Analysis of Linux virtual file system
virtual file System (VFS)
In my opinion, the word "virtual" has two meanings:
1, in the same directory structure, a number of different file systems can be mounted. VFS hides their implementation details, providing the user with a unified interface;
2, the directory structure itself is not absolute, and each process may see a different directory structure. The directory structure is described by "Address space (namespace)", and different processes may have different namespace, and different namespace may have different directory structures (because they may mount different file systems).
manipulate files that have been opened
The user of the VFS is the process (users who access the file system always need to start the process). The files pointer in the TASK_STRUCT structure that describes the process points to a FILES_STRUCT structure that describes the collection of documents that the process has opened.
The FILES_STRUCT structure maintains an array of pointers to the file structure of the open files, and the array subscript is used as a handle to the open file (often referred to as FD) by the user program operation. Files_struct also maintains a used FD bitmap so that it is assigned an unused FD when the file needs to be opened.
The file structure is an instance of an open document. The process of using FD to manipulate an open file is simple, the index of FD is indexed to the corresponding file structure, then the corresponding operation in the f_op of the file structure is executed (for example, read, write).
Different file structures may have different f_op, because they have different types of files (for example, ordinary files, sockets, FIFO, and so on).

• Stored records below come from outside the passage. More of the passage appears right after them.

//! Batch input collection
//!
//! Turns command-line paths into upload requests. Directories are walked
//! recursively; only `.txt` files are eligible and names containing `crep`
//! are skipped. Order is deterministic (sorted by file name per directory).

use crate::models::UploadRequest;
use std::path::{Path, PathBuf};
use thiserror::Error;
use walkdir::WalkDir;

/// Substring marking files that are never uploaded
const EXCLUDED_MARKER: &str = "crep";

#[derive(Debug, Error)]
pub enum IntakeError {
    #[error("Path not found: {}", .0.display())]
    PathNotFound(PathBuf),

    #[error("File access error {}: {}", .0.display(), .1)]
    FileAccess(PathBuf, String),
}

/// Paths selected for upload and paths passed over
#[derive(Debug, Clone, Default)]
pub struct IntakeResult {
    pub files: Vec<PathBuf>,
    pub skipped: Vec<PathBuf>,
}

/// Whether a file name is eligible for upload
pub fn is_eligible(file_name: &str) -> bool {
    let lower = file_name.to_lowercase();
    lower.ends_with(".txt") && !lower.contains(EXCLUDED_MARKER)
}

/// Expand the given paths into eligible input files
pub fn collect_inputs(paths: &[PathBuf]) -> Result<IntakeResult, IntakeError> {
    let mut result = IntakeResult::default();

    for path in paths {
        if !path.exists() {
            return Err(IntakeError::PathNotFound(path.clone()));
        }

        if path.is_file() {
            sort_into(&mut result, path.clone());
            continue;
        }

        for entry in WalkDir::new(path).sort_by_file_name() {
            let entry = entry.map_err(|e| IntakeError::FileAccess(path.clone(), e.to_string()))?;
            if entry.file_type().is_file() {
                sort_into(&mut result, entry.into_path());
            }
        }
    }

    tracing::debug!(
        selected = result.files.len(),
        skipped = result.skipped.len(),
        "Input collection complete"
    );

    Ok(result)
}

fn sort_into(result: &mut IntakeResult, path: PathBuf) {
    let eligible = path
        .file_name()
        .map(|name| is_eligible(&name.to_string_lossy()))
        .unwrap_or(false);

    if eligible {
        result.files.push(path);
    } else {
        result.skipped.push(path);
    }
}

/// Read one file into an upload request
pub fn load_request(path: &Path, queue: Option<&str>) -> Result<UploadRequest, IntakeError> {
    let bytes =
        std::fs::read(path).map_err(|e| IntakeError::FileAccess(path.to_path_buf(), e.to_string()))?;
    let filename = path
        .file_name()
        .map(|name| name.to_string_lossy().into_owned())
        .unwrap_or_else(|| path.display().to_string());

    let request = UploadRequest::new(bytes, filename);
    Ok(match queue {
        Some(queue) => request.with_queue(queue),
        None => request,
    })
}

#[cfg(test)]
mod tests {
    use super::*;
    use std::fs;

    #[test]
    fn test_is_eligible() {
        assert!(is_eligible("EUR_rec.txt"));
        assert!(is_eligible("SBP_0101.TXT"));
        assert!(!is_eligible("EUR_CREP_0101.txt"));
        assert!(!is_eligible("report.csv"));
    }

    #[test]
    fn test_collect_walks_directories_in_order() {
        let dir = tempfile::tempdir().unwrap();
        fs::write(dir.path().join("b_eur.txt"), "x\n").unwrap();
        fs::write(dir.path().join("a_sbp.txt"), "x\n").unwrap();
        fs::write(dir.path().join("crep_0101.txt"), "x\n").unwrap();
        fs::create_dir(dir.path().join("nested")).unwrap();
        fs::write(dir.path().join("nested").join("c_rec.txt"), "x\n").unwrap();
        fs::write(dir.path().join("notes.md"), "x\n").unwrap();

        let result = collect_inputs(&[dir.path().to_path_buf()]).unwrap();
        let names: Vec<String> = result
            .files
            .iter()
            .map(|p| p.file_name().unwrap().to_string_lossy().into_owned())
            .collect();

        assert_eq!(names, vec!["a_sbp.txt", "b_eur.txt", "c_rec.txt"]);
        assert_eq!(result.skipped.len(), 2);
    }

    #[test]
    fn test_missing_path_is_an_error() {
        let dir = tempfile::tempdir().unwrap();
        let missing = dir.path().join("missing");
        assert!(matches!(
            collect_inputs(&[missing]),
            Err(IntakeError::PathNotFound(_))
        ));
    }

    #[test]
    fn test_load_request_uses_base_name() {
        let dir = tempfile::tempdir().unwrap();
        let path = dir.path().join("EUR_rec.txt");
        fs::write(&path, "a\nb\n").unwrap();

        let request = load_request(&path, Some("euro")).unwrap();
        assert_eq!(request.filename, "EUR_rec.txt");
        assert_eq!(request.bytes, b"a\nb\n");
        assert_eq!(request.queue.as_deref(), Some("euro"));
    }
}
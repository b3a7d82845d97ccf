//! NALCMS land-cover resampling onto WRF geogrid target cells.
//!
//! Each target cell is projected into the source raster's CRS, the source
//! samples whose pixel centres fall inside the cell (boundary inclusive) are
//! counted per class, and the resulting areal fractions populate LANDUSEF,
//! LU_INDEX and FRC_URB2D.

pub mod config;
pub mod coords;
pub mod dataset;
pub mod error;
pub mod geometry;
pub mod grid;
#[cfg(feature = "netcdf")]
mod netcdf_io;
pub mod raster;
pub mod resample;
pub mod taxonomy;
pub mod urban;

pub use config::{ProcessingMode, ResampleConfig};
pub use coords::{CellIndex, LatLon};
pub use dataset::{output_file_name, DatasetFormat, GeoDataset, Variable};
pub use error::{Error, Result};
pub use geometry::{CellGeometry, PlanarProjection, Projection};
pub use grid::{Field, LandUseFractions, OutputFields, TargetGrid};
pub use raster::{ClassRaster, ClassWindow, GeoTransform, SourceRaster};
pub use resample::{CellOutcome, CellSample, ClassHistogram, Resampler, RunSummary};
pub use taxonomy::{ClassEntry, ClassTaxonomy};
pub use urban::UrbanThresholds;
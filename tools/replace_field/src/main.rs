/// Replace one variable of a geogrid dataset with the same variable from
/// another dataset. The result is written to `<TARGET_FILE>_new`; the target
/// itself is left unchanged.
use std::ffi::OsString;
use std::path::{Path, PathBuf};

use anyhow::{Context, Result};
use clap::Parser;
use nalcms_core::{DatasetFormat, GeoDataset};

#[derive(Parser, Debug)]
#[command(name = "replace_field", about = "Replace one field in a target dataset given a source dataset")]
struct Args {
    /// Field to replace
    field: String,

    /// Dataset that provides the field
    source_file: PathBuf,

    /// Dataset in which to replace the field
    target_file: PathBuf,
}

/// `<target>_new`, keeping a `.nc` extension last so the format carries over.
fn new_path(target: &Path) -> PathBuf {
    if DatasetFormat::from_path(target) == DatasetFormat::NetCdf {
        if let Some(stem) = target.file_stem() {
            let mut s = OsString::from(stem);
            s.push("_new.nc");
            return target.with_file_name(s);
        }
    }
    let mut s = OsString::from(target.as_os_str());
    s.push("_new");
    PathBuf::from(s)
}

/// Copy `field` from `source` into `target`, which must already hold a
/// variable of that name and size.
fn replace_field(field: &str, source: &GeoDataset, target: &mut GeoDataset) -> Result<()> {
    target
        .variable(field)
        .with_context(|| format!("Target has no field {field}"))?;
    target
        .copy_variable_from(source, field)
        .with_context(|| format!("Cannot replace {field}"))?;
    Ok(())
}

fn main() -> Result<()> {
    pretty_env_logger::init();
    let args = Args::parse();

    let names = [args.field.as_str()];
    let source = GeoDataset::open(&args.source_file, &names)
        .with_context(|| format!("Cannot read {}", args.source_file.display()))?;
    let mut target = GeoDataset::open(&args.target_file, &names)
        .with_context(|| format!("Cannot read {}", args.target_file.display()))?;

    replace_field(&args.field, &source, &mut target)?;

    let out = new_path(&args.target_file);
    target
        .save(&out)
        .with_context(|| format!("Cannot write {}", out.display()))?;
    log::info!("Replaced {} from {} into {}", args.field, args.source_file.display(), out.display());
    Ok(())
}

and the corresponding F_op is assigned when the file is opened, for the open file, just use the function in the F_OP, do not have to determine the exact type of the file. And as for the specific f_op in how the function is implemented, this article does not describe (in fact, this part is also very complex, see <linux kernel file read > write analysis).
A user program that operates on an open file does not necessarily call a function in F_op, and some operations involve only the file structure itself. For example, the file structure maintains the current location of the files (F_pos), and the Lseek system call is only responsible for moving the POS value.

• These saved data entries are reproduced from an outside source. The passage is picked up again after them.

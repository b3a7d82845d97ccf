//! Containment-based area-weighted resampling of class codes onto target cells.
//!
//! Per cell:
//!   corners → planar bbox → source index window → pixel-centre mesh →
//!   windowed read → containment mask → histogram → fractions / dominant class
//!   → output fields.
//!
//! Cells are independent; with the `threading` feature rows are evaluated in
//! parallel and written back afterwards in row-major order.

use std::collections::BTreeMap;

use crate::config::{ProcessingMode, ResampleConfig};
use crate::coords::CellIndex;
use crate::error::{Error, Result};
use crate::geometry::{resolve_cell, CellGeometry, Projection};
use crate::grid::{OutputFields, TargetGrid};
use crate::raster::{ClassWindow, SourceRaster};
use crate::taxonomy::{NO_DATA, NUM_SOURCE_CLASSES, URBAN_CODE};

/// Codes outside the taxonomy are read as no data.
#[inline]
fn is_no_data(code: u8) -> bool {
    code == NO_DATA || usize::from(code) >= NUM_SOURCE_CLASSES
}

// ── Per-cell sampling ─────────────────────────────────────────────────────────

/// Source samples around one target cell.
///
/// `data` is whatever the raster returned for the requested `rows × cols`
/// window, which is smaller when the window leaves the raster. `xx`, `yy`,
/// `mask` are row-major `rows × cols` aligned with the window, and empty when
/// the read came back short.
#[derive(Debug, Clone)]
pub struct CellSample {
    pub rows: usize,
    pub cols: usize,
    pub xx: Vec<f64>,
    pub yy: Vec<f64>,
    pub data: ClassWindow,
    pub mask: Vec<bool>,
    pub geometry: CellGeometry,
}

impl CellSample {
    /// The read window has the same shape as the mesh.
    pub fn is_complete(&self) -> bool {
        self.data.shape() == (self.rows, self.cols)
    }

    /// Codes of samples inside the cell polygon. Only meaningful when
    /// `is_complete()`.
    pub fn contained_codes(&self) -> impl Iterator<Item = u8> + '_ {
        self.data.data.iter().zip(&self.mask).filter(|(_, &m)| m).map(|(&c, _)| c)
    }
}

/// Sample the source raster over the bounding window of target cell `cell`.
pub fn sample_cell<R, P>(
    grid: &TargetGrid,
    cell: CellIndex,
    extent: usize,
    projection: &P,
    raster: &R,
) -> Result<CellSample>
where
    R: SourceRaster + ?Sized,
    P: Projection + ?Sized,
{
    let geometry = resolve_cell(grid, cell, extent, projection)?;
    let b = geometry.bounds();

    // The bbox may be traversed in either index direction depending on the
    // sign of the pixel size, so order each range explicitly.
    let (ra, ca) = raster.index(b.min_x, b.min_y);
    let (rb, cb) = raster.index(b.max_x, b.max_y);
    let (r0, r1) = (ra.min(rb), ra.max(rb));
    let (c0, c1) = (ca.min(cb), ca.max(cb));
    let overflow = || {
        Error::invalid("cell window", format!("rows {r0}..={r1}, cols {c0}..={c1}"), "index range overflows")
    };
    let row_end = r1.checked_add(1).ok_or_else(overflow)?;
    let col_end = c1.checked_add(1).ok_or_else(overflow)?;
    let rows = row_end.checked_sub(r0).and_then(|n| usize::try_from(n).ok()).ok_or_else(overflow)?;
    let cols = col_end.checked_sub(c0).and_then(|n| usize::try_from(n).ok()).ok_or_else(overflow)?;
    rows.checked_mul(cols).ok_or_else(overflow)?;

    let data = raster.read_window(r0..row_end, c0..col_end)?;
    if data.shape() != (rows, cols) {
        return Ok(CellSample { rows, cols, xx: Vec::new(), yy: Vec::new(), data, mask: Vec::new(), geometry });
    }

    let xs: Vec<f64> = (c0..=c1).map(|c| raster.xy(r0, c).0).collect();
    let ys: Vec<f64> = (r0..=r1).map(|r| raster.xy(r, c0).1).collect();

    let mut xx = Vec::with_capacity(rows * cols);
    let mut yy = Vec::with_capacity(rows * cols);
    let mut mask = Vec::with_capacity(rows * cols);
    for &y in &ys {
        for &x in &xs {
            xx.push(x);
            yy.push(y);
            mask.push(geometry.contains(x, y));
        }
    }

    Ok(CellSample { rows, cols, xx, yy, data, mask, geometry })
}
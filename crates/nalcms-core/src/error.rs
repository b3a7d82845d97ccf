//! Error types for the resampler.

use thiserror::Error;

/// Errors surfaced by the resampler and its collaborators.
///
/// Per-cell skip conditions (window outside the source raster, all no-data)
/// are not errors; they are handled inside the resampler.
#[derive(Error, Debug)]
pub enum Error {
    #[error("I/O error: {0}")]
    Io(#[from] std::io::Error),

    #[error("JSON error: {0}")]
    Json(#[from] serde_json::Error),

    #[error("Projection failed for (lon={lon}, lat={lat}): {reason}")]
    Projection { lon: f64, lat: f64, reason: String },

    #[error("Index out of bounds: ({row}, {col}) in array of size ({rows}, {cols})")]
    IndexOutOfBounds {
        row: usize,
        col: usize,
        rows: usize,
        cols: usize,
    },

    #[error("Size mismatch for {name}: expected {expected:?}, got {actual:?}")]
    SizeMismatch {
        name: String,
        expected: Vec<usize>,
        actual: Vec<usize>,
    },

    #[error("Variable not found in dataset: {0}")]
    MissingVariable(String),

    #[cfg(feature = "netcdf")]
    #[error("NetCDF error: {0}")]
    NetCdf(#[from] netcdf::Error),

    #[error("Raster read failed: {0}")]
    Raster(String),

    #[error("Unsupported dataset format: {0}")]
    UnsupportedFormat(String),

    #[error("Unknown processing mode '{0}' (expected 'all' or 'urban')")]
    UnknownMode(String),

    #[error("Invalid parameter: {name} = {value} ({reason})")]
    InvalidParameter {
        name: &'static str,
        value: String,
        reason: String,
    },
}

impl Error {
    pub(crate) fn invalid(name: &'static str, value: impl ToString, reason: impl Into<String>) -> Self {
        Error::InvalidParameter {
            name,
            value: value.to_string(),
            reason: reason.into(),
        }
    }
}

/// Result type alias for resampler operations.
pub type Result<T> = std::result::Result<T, Error>;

Similar to F_pos, F_mode (file access mode), and so on, are stored in the file structure, which means that these properties are related to an instance of an open file. A file may open multiple instances (in one or more processes), and each of these values may be different in each instance.

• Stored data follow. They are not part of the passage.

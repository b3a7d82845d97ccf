//! A geogrid-style target dataset: named n-dimensional variables plus the
//! grid id, persisted as JSON.
//!
//! Variables keep WRF's dimension order with an optional leading `Time`
//! dimension of length 1: 2-D fields are `[Time,] south_north, west_east`
//! and LANDUSEF is `[Time,] land_cat, south_north, west_east`.
//!
//! JSON is always available. NetCDF (`geo_em.d<NN>.nc`) needs the `netcdf`
//! feature.

use std::collections::BTreeMap;
use std::fs::File;
use std::io::{BufReader, BufWriter};
use std::path::{Path, PathBuf};

use serde::{Deserialize, Serialize};

use crate::config::ProcessingMode;
use crate::error::{Error, Result};
use crate::grid::{Field, LandUseFractions, OutputFields, TargetGrid};

pub const XLAT_M: &str = "XLAT_M";
pub const XLONG_M: &str = "XLONG_M";
/// Corner latitudes are taken from the v-staggered grid.
pub const XLAT_V: &str = "XLAT_V";
/// Corner longitudes are taken from the u-staggered grid.
pub const XLONG_U: &str = "XLONG_U";
pub const LANDUSEF: &str = "LANDUSEF";
pub const LU_INDEX: &str = "LU_INDEX";
pub const FRC_URB2D: &str = "FRC_URB2D";

/// Everything a resampling run reads or writes.
pub const RUN_VARIABLES: [&str; 7] = [XLAT_M, XLONG_M, XLAT_V, XLONG_U, LANDUSEF, LU_INDEX, FRC_URB2D];

/// Land-use categories assumed when the dataset carries no LANDUSEF.
pub const DEFAULT_NUM_LAND_CAT: usize = 21;

// ── Variables ─────────────────────────────────────────────────────────────────

#[derive(Debug, Clone, PartialEq, Serialize, Deserialize)]
pub struct Variable {
    pub shape: Vec<usize>,
    pub data: Vec<f64>,
}

impl Variable {
    pub fn new(shape: Vec<usize>, data: Vec<f64>) -> Result<Self> {
        let expected: usize = shape.iter().product();
        if expected != data.len() {
            return Err(Error::SizeMismatch {
                name: "variable".into(),
                expected: shape,
                actual: vec![data.len()],
            });
        }
        Ok(Self { shape, data })
    }

    /// Shape with leading length-1 dimensions removed, keeping at least `keep`.
    fn squeezed(&self, keep: usize) -> &[usize] {
        let mut s = self.shape.as_slice();
        while s.len() > keep && s[0] == 1 {
            s = &s[1..];
        }
        s
    }
}

// ── Format ────────────────────────────────────────────────────────────────────

/// On-disk container, chosen by file extension.
#[derive(Debug, Clone, Copy, PartialEq, Eq)]
pub enum DatasetFormat {
    Json,
    NetCdf,
}

impl DatasetFormat {
    /// `.nc` is NetCDF; anything else is read as JSON.
    pub fn from_path(path: &Path) -> Self {
        match path.extension().and_then(|e| e.to_str()) {
            Some(ext) if ext.eq_ignore_ascii_case("nc") => Self::NetCdf,
            _ => Self::Json,
        }
    }

    pub fn extension(self) -> &'static str {
        match self {
            Self::Json => "json",
            Self::NetCdf => "nc",
        }
    }
}

// ── Dataset ───────────────────────────────────────────────────────────────────

#[derive(Debug, Clone, PartialEq, Serialize, Deserialize)]
pub struct GeoDataset {
    /// Nest id; `d01` is grid 1.
    pub grid_id: u8,
    pub variables: BTreeMap<String, Variable>,
    /// NetCDF file the variables were read from. Saving as NetCDF rewrites a
    /// copy of it, so variables that were never loaded are carried over.
    #[serde(skip)]
    pub template: Option<PathBuf>,
}

impl GeoDataset {
    pub fn new(grid_id: u8) -> Self {
        Self { grid_id, variables: BTreeMap::new(), template: None }
    }

    /// Read `path` in the format its extension names. JSON loads every
    /// variable; NetCDF loads the listed `names` that the file holds.
    pub fn open(path: &Path, names: &[&str]) -> Result<Self> {
        match DatasetFormat::from_path(path) {
            DatasetFormat::Json => Self::load_json(path),
            #[cfg(feature = "netcdf")]
            DatasetFormat::NetCdf => Self::load_netcdf(path, names),
            #[cfg(not(feature = "netcdf"))]
            DatasetFormat::NetCdf => {
                let _ = names;
                Err(netcdf_disabled(path))
            }
        }
    }

    /// Write to `path` in the format its extension names.
    pub fn save(&self, path: &Path) -> Result<()> {
        match DatasetFormat::from_path(path) {
            DatasetFormat::Json => self.save_json(path),
            #[cfg(feature = "netcdf")]
            DatasetFormat::NetCdf => self.save_netcdf(path),
            #[cfg(not(feature = "netcdf"))]
            DatasetFormat::NetCdf => Err(netcdf_disabled(path)),
        }
    }

    pub fn load_json(path: &Path) -> Result<Self> {
        let reader = BufReader::new(File::open(path)?);
        let ds: Self = serde_json::from_reader(reader)?;
        for (name, var) in &ds.variables {
            if var.shape.iter().product::<usize>() != var.data.len() {
                return Err(Error::SizeMismatch {
                    name: name.clone(),
                    expected: var.shape.clone(),
                    actual: vec![var.data.len()],
                });
            }
        }
        Ok(ds)
    }

    pub fn save_json(&self, path: &Path) -> Result<()> {
        let writer = BufWriter::new(File::create(path)?);
        serde_json::to_writer(writer, self)?;
        Ok(())
    }

    pub fn variable(&self, name: &str) -> Result<&Variable> {
        self.variables.get(name).ok_or_else(|| Error::MissingVariable(name.to_string()))
    }

    pub fn insert(&mut self, name: impl Into<String>, var: Variable) {
        self.variables.insert(name.into(), var);
    }

    /// Overwrite `name` with `var`. An existing variable must have the same
    /// number of elements; its shape (including any Time dimension) is kept.
    pub fn replace_variable(&mut self, name: &str, var: Variable) -> Result<()> {
        match self.variables.get_mut(name) {
            Some(existing) if existing.data.len() != var.data.len() => Err(Error::SizeMismatch {
                name: name.to_string(),
                expected: existing.shape.clone(),
                actual: var.shape,
            }),
            Some(existing) => {
                existing.data = var.data;
                Ok(())
            }
            None => {
                self.variables.insert(name.to_string(), var);
                Ok(())
            }
        }
    }

    /// Copy variable `name` from `source`, which must hold it.
    pub fn copy_variable_from(&mut self, source: &GeoDataset, name: &str) -> Result<()> {
        let var = source.variable(name)?.clone();
        self.replace_variable(name, var)
    }

    /// A 2-D variable as a field, dropping a leading Time dimension.
    pub fn field(&self, name: &str) -> Result<Field<f64>> {
        let var = self.variable(name)?;
        match *var.squeezed(2) {
            [height, width] => Field::from_vec(var.data.clone(), width, height),
            _ => Err(Error::SizeMismatch {
                name: name.to_string(),
                expected: vec![0, 0],
                actual: var.shape.clone(),
            }),
        }
    }

    /// Mass-point and corner coordinates of the target grid.
    pub fn target_grid(&self) -> Result<TargetGrid> {
        TargetGrid::new(
            self.field(XLAT_M)?,
            self.field(XLONG_M)?,
            self.field(XLAT_V)?,
            self.field(XLONG_U)?,
        )
    }

    /// Number of land-use categories, from the LANDUSEF category dimension.
    pub fn num_land_cat(&self) -> usize {
        match self.variables.get(LANDUSEF) {
            Some(var) => match *var.squeezed(3) {
                [ncat, _, _] => ncat,
                _ => DEFAULT_NUM_LAND_CAT,
            },
            None => {
                log::warn!("{} not present; assuming {} land-use categories", LANDUSEF, DEFAULT_NUM_LAND_CAT);
                DEFAULT_NUM_LAND_CAT
            }
        }
    }

    /// Initial output fields for a run in `mode`.
    ///
    /// All-classes runs start from zero. Urban-only runs start from the
    /// dataset's LANDUSEF and LU_INDEX with FRC_URB2D zeroed.
    pub fn output_fields(&self, mode: ProcessingMode) -> Result<OutputFields> {
        let (ny, nx) = self.field(XLAT_M)?.shape();
        let ncat = self.num_land_cat();
        let mut out = OutputFields::zeros(nx, ny, ncat);
        if mode == ProcessingMode::All {
            return Ok(out);
        }

        let lu = self.field(LU_INDEX)?;
        if lu.shape() != (ny, nx) {
            return Err(Error::SizeMismatch {
                name: LU_INDEX.into(),
                expected: vec![ny, nx],
                actual: vec![lu.height, lu.width],
            });
        }
        out.lu_index = Field::from_vec(lu.data.iter().map(|&v| v as f32).collect(), nx, ny)?;

        let landusef = self.variable(LANDUSEF)?;
        if landusef.data.len() != ncat * ny * nx {
            return Err(Error::SizeMismatch {
                name: LANDUSEF.into(),
                expected: vec![ncat, ny, nx],
                actual: landusef.shape.clone(),
            });
        }
        out.landusef = LandUseFractions {
            data: landusef.data.iter().map(|&v| v as f32).collect(),
            num_land_cat: ncat,
            width: nx,
            height: ny,
        };
        Ok(out)
    }

    /// Write the three output fields back, with a leading Time dimension
    /// when they are new to the dataset.
    pub fn store_outputs(&mut self, out: &OutputFields) -> Result<()> {
        let (ny, nx) = out.shape();
        let widen = |v: &[f32]| v.iter().map(|&x| f64::from(x)).collect::<Vec<f64>>();
        self.replace_variable(
            LANDUSEF,
            Variable::new(vec![1, out.num_land_cat(), ny, nx], widen(&out.landusef.data))?,
        )?;
        self.replace_variable(LU_INDEX, Variable::new(vec![1, ny, nx], widen(&out.lu_index.data))?)?;
        self.replace_variable(FRC_URB2D, Variable::new(vec![1, ny, nx], widen(&out.frc_urb2d.data))?)?;
        Ok(())
    }
}

#[cfg(not(feature = "netcdf"))]
fn netcdf_disabled(path: &Path) -> Error {
    Error::UnsupportedFormat(format!("{}: built without the `netcdf` feature", path.display()))
}

/// `geo_em.d<NN>.new.<ext>`.
pub fn output_file_name(grid_id: u8, ext: &str) -> String {
    format!("geo_em.d{grid_id:02}.new.{ext}")
}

For example, two processes open the same file at the same time for read operations. Because the two instances (file structure) correspond to the F_pos, two read operations do not affect each other.
Sometimes multiple processes share the same open file instance, and when a child process is created with the clone system call, if the Clone_files flag is set, the parent-child process shares the FILES_STRUCT structure to share all open file instances. The typical example is multithreading.
Open File
The process of opening a file is complex compared to the simple operation of an open file. As you can see from the diagram above, the files that have been opened are only a small amount of space, while others are related to open files.
To open a file, you first need a file path, such as "Dir0/dir1/file". This path is split into multiple levels by '/' and each level is a file (directories are also files, such as DIR0, Dir1).
At the beginning of the search for this file path, we need a starting point. If the file path begins with '/', the root directory is the starting point; Otherwise, the current path is the starting point.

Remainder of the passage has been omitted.